** SUPPLIED DATA follows **

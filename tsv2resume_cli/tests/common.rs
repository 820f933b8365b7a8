use assert_cmd::Command;
use insta_cmd::get_cargo_bin;

pub fn tsv2resume_cmd() -> Command {
	let mut cmd = Command::new(get_cargo_bin("tsv2resume"));
	cmd.env("NO_COLOR", "1");
	cmd
}

pub const SAMPLE_TSV: &str = "heading\tcontent\tmeta\nSECTION: Work\t\t\nAcme \
                              Inc\tEngineer\t2020-2022\n\tBuilt X\t\nHIDDEN\tMore\t\n\tDetail \
                              one\t2021\n";
use minijinja::Environment;
use minijinja::context;

use crate::ResumeResult;

/// The built-in page shell. It carries the grid stylesheet and expects
/// `title` and `body`.
pub const DEFAULT_PAGE_TEMPLATE: &str = include_str!("page.html");

/// Wrap a rendered body in a full page.
///
/// `shell` replaces [`DEFAULT_PAGE_TEMPLATE`] when given. Neither value is
/// escaped: the body is already markup and the title is inserted verbatim.
pub fn render_page(title: &str, body: &str, shell: Option<&str>) -> ResumeResult<String> {
	let mut env = Environment::new();
	env.set_keep_trailing_newline(true);
	env.add_template("page", shell.unwrap_or(DEFAULT_PAGE_TEMPLATE))?;

	let template = env.get_template("page")?;
	let page = template.render(context! { title => title, body => body })?;

	Ok(page)
}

** End of SUPPLIED DATA **

### WHAT THIS TASK INVOLVES
Print exactly the lines between the line with "env.set_keep_trailing_newline(true);" and the final line of the records above, both included.

### TASK RESULT
	env.set_keep_trailing_newline(true);
	env.add_template("page", shell.unwrap_or(DEFAULT_PAGE_TEMPLATE))?;

	let template = env.get_template("page")?;
	let page = template.render(context! { title => title, body => body })?;

	Ok(page)
}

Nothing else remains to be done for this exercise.